Ahead of the establishment of Medicare in 1965, the
government discovered that some seniors and the chronically ill did face financial
difficulty due to medical expenses. In general, though, medical care was affordable for
the out-of-pocket payer: Walt Lillehei was the best in his field, and charged
just $400 (or $4,000 today) for each cutting-edge heart surgery he performed in
the 1950s, and often did not deposit the check, anyway (1). There were fewer
healthcare administrators and managers to take a cut from the surgeon’s pocket;
in contrast to today, hospitals were run by experienced physicians, not
businessmen.
Things changed. Institutional Review Boards for medical
research, informed consent for every procedure, the rights revolution of the
1970s (both on the new age left and the religious right), legalization of physician-assisted suicide, and widespread
skepticism seemed to slow progress. Research doctors no longer worked in
clinical practice. FDA regulations and the threat of massive lawsuits forced a risk-adverse
approach to new medicines, devices, and treatments, to the detriment of
patients waiting for a cure.
The convolutedness of medical billing forced a focus on quantity
over quality, and closed many private practices: few new doctors today imagine
opening their own office. Access to healthcare has improved marginally- many Americans
remain uninsured and delay medical treatment due to cost. 1 million Americans
declare bankruptcy each year due to medical expenses (2).
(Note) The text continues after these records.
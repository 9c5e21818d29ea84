// Hand-crafted async HTTP client for the Stowage inventory API.
//
// Base path: whatever the deployment serves (e.g. http://host:5234/api/).
// No authentication — the backend sits on a trusted network.

use std::time::Duration;

use serde::Serialize;
use serde::de::DeserializeOwned;
use tracing::debug;
use url::Url;

use crate::Error;
use crate::types::{NewPackage, PackageRecord, PackageStatus, UserRecord};

// ── Error response shapes from the inventory API ─────────────────────

/// Structured error body. The backend emits either `{message}` or an
/// ASP.NET-style problem document with `{title}`; plain-text bodies are
/// handled separately.
#[derive(serde::Deserialize)]
struct ErrorResponse {
    #[serde(default)]
    message: Option<String>,
    #[serde(default)]
    title: Option<String>,
}

// ── Client ───────────────────────────────────────────────────────────

/// Async client for the inventory API.
///
/// Each operation performs exactly one request — retry is a caller
/// decision, never done here.
pub struct InventoryClient {
    http: reqwest::Client,
    base_url: Url,
}

impl InventoryClient {
    // ── Constructors ─────────────────────────────────────────────────

    /// Build a client against the given base URL with a request timeout.
    pub fn new(base_url: &str, timeout: Duration) -> Result<Self, Error> {
        let http = reqwest::Client::builder().timeout(timeout).build()?;
        Ok(Self {
            http,
            base_url: Self::normalize_base_url(base_url)?,
        })
    }

    /// Wrap an existing `reqwest::Client` (caller manages transport tuning).
    pub fn from_reqwest(base_url: &str, http: reqwest::Client) -> Result<Self, Error> {
        Ok(Self {
            http,
            base_url: Self::normalize_base_url(base_url)?,
        })
    }

    /// Ensure the base URL ends with `/` so relative joins keep the
    /// full path (`Url::join` drops the last segment otherwise).
    fn normalize_base_url(raw: &str) -> Result<Url, Error> {
        let mut url = Url::parse(raw)?;
        let path = url.path().trim_end_matches('/').to_owned();
        url.set_path(&format!("{path}/"));
        Ok(url)
    }

    // ── URL builder ──────────────────────────────────────────────────

    /// Join a relative path (e.g. `"packages"`) onto the base URL.
    fn url(&self, path: &str) -> Result<Url, Error> {
        Ok(self.base_url.join(path)?)
    }

    // ── HTTP verbs ───────────────────────────────────────────────────

    async fn get<T: DeserializeOwned>(&self, path: &str) -> Result<T, Error> {
        let url = self.url(path)?;
        debug!("GET {url}");

        let resp = self.http.get(url).send().await?;
        Self::handle_response(resp).await
    }

    async fn post<T: DeserializeOwned, B: Serialize + Sync>(
        &self,
        path: &str,
        body: &B,
    ) -> Result<T, Error> {
        let url = self.url(path)?;
        debug!("POST {url}");

        let resp = self.http.post(url).json(body).send().await?;
        Self::handle_response(resp).await
    }

    async fn put_no_response<B: Serialize + Sync>(
        &self,
        path: &str,
        body: &B,
    ) -> Result<(), Error> {
        let url = self.url(path)?;
        debug!("PUT {url}");

        let resp = self.http.put(url).json(body).send().await?;
        Self::handle_empty(resp).await
    }

    // ── Response handling ────────────────────────────────────────────

    async fn handle_response<T: DeserializeOwned>(resp: reqwest::Response) -> Result<T, Error> {
        let status = resp.status();
        if status.is_success() {
            let body = resp.text().await?;
            serde_json::from_str(&body).map_err(|e| {
                // Truncate by characters, not bytes: a byte slice could
                // split a multibyte code point and panic.
                let preview: String = body.chars().take(200).collect();
                Error::Deserialization {
                    message: format!("{e} (body preview: {preview:?})"),
                    body,
                }
            })
        } else {
            Err(Self::extract_error(status, resp).await)
        }
    }

    /// 204 and any other bodiless success resolve without touching the body.
    async fn handle_empty(resp: reqwest::Response) -> Result<(), Error> {
        let status = resp.status();
        if status.is_success() {
            Ok(())
        } else {
            Err(Self::extract_error(status, resp).await)
        }
    }

    /// Normalize a non-2xx response into [`Error::Api`].
    ///
    /// The body is read as text exactly once (response bodies are
    /// single-read). If it parses as JSON with a `message` or `title`
    /// field, that field wins; otherwise the raw text is used; an empty
    /// body falls back to the HTTP status line.
    async fn extract_error(status: reqwest::StatusCode, resp: reqwest::Response) -> Error {
        let raw = resp.text().await.unwrap_or_default();

        let message = match serde_json::from_str::<ErrorResponse>(&raw) {
            Ok(ErrorResponse {
                message: Some(m), ..
            }) => m,
            Ok(ErrorResponse { title: Some(t), .. }) => t,
            _ if !raw.is_empty() => raw,
            _ => status.to_string(),
        };

        Error::Api {
            status: status.as_u16(),
            message,
        }
    }

    // ━━ Public API ━━━━━━━━━━━━━━━━━━━━━━━━━━━━━━━━━━━━━━━━━━━━━━━━━━

    // ── Packages ─────────────────────────────────────────────────────

    pub async fn list_packages(&self) -> Result<Vec<PackageRecord>, Error> {
        self.get("packages").await
    }

    pub async fn create_package(&self, package: &NewPackage) -> Result<PackageRecord, Error> {
        self.post("packages", package).await
    }

    /// `PUT /packages/{id}/status` — the backend answers 204 on success.
    pub async fn set_package_status(
        &self,
        id: &str,
        status: PackageStatus,
    ) -> Result<(), Error> {
        #[derive(Serialize)]
        struct Body {
            status: PackageStatus,
        }

        self.put_no_response(&format!("packages/{id}/status"), &Body { status })
            .await
    }

    // ── Users ────────────────────────────────────────────────────────

    pub async fn list_users(&self) -> Result<Vec<UserRecord>, Error> {
        self.get("users").await
    }

    pub async fn create_user(&self, name: &str, email: &str) -> Result<UserRecord, Error> {
        #[derive(Serialize)]
        struct Body<'a> {
            name: &'a str,
            email: &'a str,
        }

        self.post("users", &Body { name, email }).await
    }
}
At some point, things have to get better. Recently, my
friend quit his job in finance and went to medical school, following his old
passion: he conducted small public-health research projects in high school, and
his father is a physician. Operation Warp Speed, the American effort to discover
and produce vaccines against COVID-19, was a demonstration of new prowess. The
leading vaccines use mRNA research, which had been conducted behind the scenes
for decades, and finally implemented for cancer treatment ten years ago. It is
being released to the American public on Emergency Use Authorization: a breakthrough
of red tape. Due to the costs of approval, promising treatments for small
populations and the developing world had been left to wither, as there was no
commercial viability. Hopefully, the new public focus on medical research and
clinical trials will push government officials to do what is right for
patients. This could be the herald of a new golden age in medicine.